(Stored items)
//! Output document and writer

pub mod schema;
pub mod writer;

pub use schema::VariablesDocument;
pub use writer::{to_json, write_document, OutputError};
//! Channel variable extractor - finds variable names passed to the channel variable API

use super::has_extension;
use regex::Regex;

/// Matches `switch_channel_get_variable*`, `switch_channel_set_variable*` and
/// `switch_channel_var_true/false` calls, capturing the second argument.
pub const CHANNEL_VARIABLE_PATTERN: &str = r#"(switch_channel_var_(true|false)|switch_channel_(get|set)_variable\w*)\(\w+[-*>\w]*,\s*(?P<variable>"*\w+"*)"#;

/// Only implementation files are searched for call sites
pub const VARIABLE_EXTENSIONS: &[&str] = &[".c", ".cpp"];

/// A single call-site match, before constant substitution or quote stripping
#[derive(Debug, Clone, PartialEq, Eq)]
pub struct VariableMatch {
    /// Directory of the file relative to the scan base, `/`-separated
    pub path: String,
    pub filename: String,
    /// 1-based line number
    pub line: usize,
    /// Token as written: a string literal with quotes or a macro name
    pub raw: String,
}

impl VariableMatch {
    pub fn is_literal(&self) -> bool {
        self.raw.contains('"')
    }

    pub fn location(&self) -> String {
        if self.path.is_empty() {
            format!("{}:{}", self.filename, self.line)
        } else {
            format!("{}/{}:{}", self.path, self.filename, self.line)
        }
    }
}

pub struct VariableExtractor {
    pattern: Regex,
}

impl VariableExtractor {
    pub fn new() -> Self {
        Self {
            pattern: Regex::new(CHANNEL_VARIABLE_PATTERN).expect("valid regex"),
        }
    }

    pub fn handles(&self, filename: &str) -> bool {
        has_extension(filename, VARIABLE_EXTENSIONS)
    }

    /// Returns at most one match per line, in line order
    pub fn extract(&self, content: &str, path: &str, filename: &str) -> Vec<VariableMatch> {
        content
            .lines()
            .enumerate()
            .filter_map(|(i, line)| {
                let cap = self.pattern.captures(line)?;
                let token = cap.name("variable")?.as_str();
                let raw = token
                    .split(')')
                    .next()
                    .and_then(|t| t.split_whitespace().next())?;

                Some(VariableMatch {
                    path: path.to_string(),
                    filename: filename.to_string(),
                    line: i + 1,
                    raw: raw.to_string(),
                })
            })
            .collect()
    }
}

impl Default for VariableExtractor {
    fn default() -> Self {
        Self::new()
    }
}

#[cfg(test)]
mod tests {
    use super::*;

    fn raws(content: &str) -> Vec<String> {
        VariableExtractor::new()
            .extract(content, "src", "switch_core.c")
            .into_iter()
            .map(|m| m.raw)
            .collect()
    }

    #[test]
    fn test_get_variable_literal() {
        let found = raws(r#"const char *cause = switch_channel_get_variable(channel, "hangup_cause");"#);
        assert_eq!(found, vec![r#""hangup_cause""#]);
    }

    #[test]
    fn test_set_variable_variants() {
        let content = r#"
switch_channel_set_variable(channel, "bridge_to", uuid);
switch_channel_set_variable_printf(channel, "sip_hangup_phrase", "%s", phrase);
switch_channel_get_variable_dup(channel, "api_result", SWITCH_TRUE, -1);
"#;
        assert_eq!(
            raws(content),
            vec![r#""bridge_to""#, r#""sip_hangup_phrase""#, r#""api_result""#]
        );
    }

    #[test]
    fn test_var_true_false() {
        let content = r#"
if (switch_channel_var_true(channel, "hangup_after_bridge")) {
} else if (switch_channel_var_false(channel, "continue_on_fail")) {
"#;
        assert_eq!(
            raws(content),
            vec![r#""hangup_after_bridge""#, r#""continue_on_fail""#]
        );
    }

    #[test]
    fn test_struct_member_channel_argument() {
        let found = raws(r#"switch_channel_get_variable(session->channel, "rtp_use_codec_name")"#);
        assert_eq!(found, vec![r#""rtp_use_codec_name""#]);

        let found = raws(r#"switch_channel_get_variable(tech_pvt->channel, "sip_from_user")"#);
        assert_eq!(found, vec![r#""sip_from_user""#]);
    }

    #[test]
    fn test_macro_argument() {
        let found = raws("switch_channel_get_variable(channel, SWITCH_CURRENT_APPLICATION_VARIABLE);");
        assert_eq!(found, vec!["SWITCH_CURRENT_APPLICATION_VARIABLE"]);
    }

    #[test]
    fn test_non_word_literal_is_truncated() {
        // Only the leading word of a literal like "foo-bar" is captured
        let found = raws(r#"switch_channel_get_variable(channel, "foo-bar")"#);
        assert_eq!(found, vec![r#""foo"#]);
    }

    #[test]
    fn test_first_match_per_line_only() {
        let content = r#"a = switch_channel_get_variable(channel, "one"); b = switch_channel_get_variable(channel, "two");"#;
        assert_eq!(raws(content), vec![r#""one""#]);
    }

    #[test]
    fn test_unrelated_calls_ignored() {
        let content = r#"
switch_event_add_header(event, SWITCH_STACK_BOTTOM, "Unique-ID", "%s", uuid);
switch_channel_get_name(channel);
"#;
        assert!(raws(content).is_empty());
    }

    #[test]
    fn test_line_numbers_and_location() {
        let content = "\n\nswitch_channel_get_variable(channel, \"x\");\n";
        let found = VariableExtractor::new().extract(content, "src/mod", "mod_a.c");
        assert_eq!(found.len(), 1);
        assert_eq!(found[0].line, 3);
        assert_eq!(found[0].location(), "src/mod/mod_a.c:3");
        assert!(found[0].is_literal());

        let at_root = VariableMatch {
            path: String::new(),
            filename: "a.c".to_string(),
            line: 7,
            raw: "X".to_string(),
        };
        assert_eq!(at_root.location(), "a.c:7");
        assert!(!at_root.is_literal());
    }

    #[test]
    fn test_handles() {
        let extractor = VariableExtractor::new();
        assert!(extractor.handles("switch_ivr.c"));
        assert!(extractor.handles("mod_cv.cpp"));
        assert!(!extractor.handles("switch_types.h"));
        assert!(!extractor.handles("switch.hpp"));
    }
}
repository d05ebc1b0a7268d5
pub mod handlers;
pub mod routes;
pub mod state;

pub use routes::create_router;
pub use state::AppState;
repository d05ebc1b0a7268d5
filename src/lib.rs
pub mod api;
pub mod config;
pub mod db;
pub mod error;
pub mod middleware;
pub mod models;
pub mod services;
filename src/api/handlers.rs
use axum::{extract::State, http::Uri, Extension, Json};
use serde_json::{json, Value};

use crate::{
    error::{AppError, AppResult},
    middleware::RequestId,
    models::{
        AddEventsResponse, Event, NewEvent, RecommendationResponse, RecommendationResult, UserQuery,
    },
};

use super::AppState;

/// Health check endpoint
pub async fn health_check() -> Json<Value> {
    tracing::debug!("Health check");
    Json(json!({ "status": "ok" }))
}

/// Recommends festivals for a batch of users.
///
/// Entries are read one by one; a malformed entry gets no recommendation
/// instead of failing the batch.
pub async fn recommend(
    State(state): State<AppState>,
    Extension(request_id): Extension<RequestId>,
    Json(users): Json<Vec<Value>>,
) -> AppResult<Json<Vec<RecommendationResponse>>> {
    tracing::info!(
        request_id = %request_id,
        users = users.len(),
        "Processing recommendation request"
    );

    let mut queries = Vec::with_capacity(users.len());
    let mut rejected = Vec::new();
    for (slot, user) in users.into_iter().enumerate() {
        match UserQuery::from_value(user) {
            Ok(query) => queries.push(query),
            Err(invalid) => {
                tracing::warn!(
                    request_id = %request_id,
                    userid = %invalid.userid,
                    error = %invalid.error,
                    "Malformed user entry, no recommendation"
                );
                rejected.push((slot, RecommendationResult::none(invalid.userid)));
            }
        }
    }

    let recommender = state.registry.current().await?;
    let top_n = state.top_n;
    let mut results = tokio::task::spawn_blocking(move || recommender.recommend(&queries, top_n))
        .await
        .map_err(|e| AppError::Internal(format!("recommendation task failed: {}", e)))??;

    // ascending slots, so every earlier slot is already filled
    for (slot, result) in rejected {
        results.insert(slot, result);
    }

    tracing::debug!(request_id = %request_id, results = ?results, "Recommendations computed");

    Ok(Json(
        results
            .into_iter()
            .map(RecommendationResponse::from)
            .collect(),
    ))
}

/// Adds or replaces catalog events and re-fits the recommender
pub async fn add_events(
    State(state): State<AppState>,
    Extension(request_id): Extension<RequestId>,
    Json(events): Json<Vec<NewEvent>>,
) -> AppResult<Json<AddEventsResponse>> {
    if events.is_empty() {
        return Err(AppError::InvalidInput(
            "Must provide at least one event".to_string(),
        ));
    }

    let added = events.len();
    tracing::info!(request_id = %request_id, events = added, "Adding events to catalog");

    let events: Vec<Event> = events.into_iter().map(Event::from).collect();
    let total = state.registry.add_events(events).await?;

    tracing::info!(request_id = %request_id, added, total, "Catalog updated and recommender re-fitted");

    Ok(Json(AddEventsResponse { added, total }))
}

/// Fallback for unknown routes
pub async fn not_found(uri: Uri) -> AppError {
    tracing::debug!(uri = %uri, "No route matched");
    AppError::NotFound("Not Found".to_string())
}
use serde::{de, Deserialize, Deserializer, Serialize};

mod event;
mod user_query;

pub use event::{Catalog, Event, EventId, END_STATUS};
pub use user_query::{InvalidQuery, Recommendation, RecommendationResult, UserQuery};

// ============================================================================
// Recommendation API Types
// ============================================================================

/// Per-user entry of the `/recommend` response
#[derive(Debug, Clone, PartialEq, Serialize, Deserialize)]
#[serde(rename_all = "camelCase")]
pub struct RecommendationResponse {
    pub userid: String,
    pub festival_recommendations: Vec<FestivalRecommendation>,
}

/// `eventid` is `null` when nothing could be recommended
#[derive(Debug, Clone, PartialEq, Serialize, Deserialize)]
pub struct FestivalRecommendation {
    pub eventid: Option<Vec<String>>,
}

impl From<RecommendationResult> for RecommendationResponse {
    fn from(result: RecommendationResult) -> Self {
        let eventid = match result.recommendation {
            Recommendation::NoRecommendation => None,
            Recommendation::Recommendations(ids) => Some(ids),
        };

        RecommendationResponse {
            userid: result.userid,
            festival_recommendations: vec![FestivalRecommendation { eventid }],
        }
    }
}

// ============================================================================
// Catalog API Types
// ============================================================================

/// Event submitted to `/events`; the id may be a JSON string or integer
#[derive(Debug, Clone, Deserialize)]
pub struct NewEvent {
    #[serde(deserialize_with = "deserialize_event_id")]
    pub eventid: EventId,
    #[serde(default, deserialize_with = "null_as_default")]
    pub title: String,
    #[serde(default, deserialize_with = "null_as_default")]
    pub category: String,
    #[serde(default, deserialize_with = "null_as_default")]
    pub location: String,
    #[serde(default, deserialize_with = "null_as_default")]
    pub description: String,
    #[serde(default)]
    pub status: Option<String>,
}

impl From<NewEvent> for Event {
    fn from(new_event: NewEvent) -> Self {
        Event {
            eventid: new_event.eventid,
            title: new_event.title,
            category: new_event.category,
            location: new_event.location,
            description: new_event.description,
            status: new_event.status.filter(|s| !s.trim().is_empty()),
        }
    }
}

#[derive(Debug, Clone, PartialEq, Serialize, Deserialize)]
pub struct AddEventsResponse {
    /// Events received in the request
    pub added: usize,
    /// Catalog size after the update
    pub total: usize,
}

#[derive(Deserialize)]
#[serde(untagged)]
enum RawEventId {
    Text(String),
    Signed(i64),
    Unsigned(u64),
}

/// Reads an explicit JSON `null` the same way as an absent field
pub(crate) fn null_as_default<'de, D, T>(deserializer: D) -> Result<T, D::Error>
where
    D: Deserializer<'de>,
    T: Default + Deserialize<'de>,
{
    Ok(Option::<T>::deserialize(deserializer)?.unwrap_or_default())
}

fn deserialize_event_id<'de, D>(deserializer: D) -> Result<EventId, D::Error>
where
    D: Deserializer<'de>,
{
    let id = match RawEventId::deserialize(deserializer)? {
        RawEventId::Text(text) => EventId::from(text.trim()),
        RawEventId::Signed(n) => EventId::new(n.to_string()),
        RawEventId::Unsigned(n) => EventId::from(n),
    };

    if id.as_str().is_empty() {
        return Err(de::Error::custom("eventid must not be empty"));
    }

    Ok(id)
}

#[cfg(test)]
mod tests {
    use super::*;
    use serde_json::json;

    #[test]
    fn test_recommendations_serialize_as_array() {
        let response = RecommendationResponse::from(RecommendationResult {
            userid: "u1".to_string(),
            recommendation: Recommendation::Recommendations(vec!["1".to_string(), "7".to_string()]),
        });
        let value = serde_json::to_value(&response).unwrap();
        assert_eq!(
            value,
            json!({"userid": "u1", "festivalRecommendations": [{"eventid": ["1", "7"]}]})
        );
    }

    #[test]
    fn test_no_recommendation_serializes_as_null() {
        let response = RecommendationResponse::from(RecommendationResult::none("u2"));
        let value = serde_json::to_value(&response).unwrap();
        assert_eq!(
            value,
            json!({"userid": "u2", "festivalRecommendations": [{"eventid": null}]})
        );
    }

    #[test]
    fn test_new_event_accepts_integer_id() {
        let new_event: NewEvent =
            serde_json::from_value(json!({"eventid": 12, "title": "Lantern Festival"})).unwrap();
        let event = Event::from(new_event);
        assert_eq!(event.eventid, EventId::from("12"));
        assert_eq!(event.title, "Lantern Festival");
        assert_eq!(event.description, "");
        assert_eq!(event.status, None);
    }

    #[test]
    fn test_new_event_rejects_blank_id() {
        let result: Result<NewEvent, _> = serde_json::from_value(json!({"eventid": "  "}));
        assert!(result.is_err());
    }

    #[test]
    fn test_new_event_null_fields_are_empty() {
        let new_event: NewEvent = serde_json::from_value(json!({
            "eventid": 3,
            "title": "jazz festival",
            "category": null,
            "location": null,
            "description": null,
            "status": null
        }))
        .unwrap();
        let event = Event::from(new_event);
        assert_eq!(event.title, "jazz festival");
        assert_eq!(event.category, "");
        assert_eq!(event.location, "");
        assert_eq!(event.description, "");
        assert_eq!(event.status, None);
    }

    #[test]
    fn test_new_event_blank_status_is_none() {
        let new_event: NewEvent =
            serde_json::from_value(json!({"eventid": "9", "status": ""})).unwrap();
        assert_eq!(Event::from(new_event).status, None);
    }
}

__Task objective__: Restate word for word the lines above, beginning at the first one and ending at the line that carries "use regex::Regex;".

__Exercise response__:
//! Output document and writer

pub mod schema;
pub mod writer;

pub use schema::VariablesDocument;
pub use writer::{to_json, write_document, OutputError};
//! Channel variable extractor - finds variable names passed to the channel variable API

use super::has_extension;
use regex::Regex;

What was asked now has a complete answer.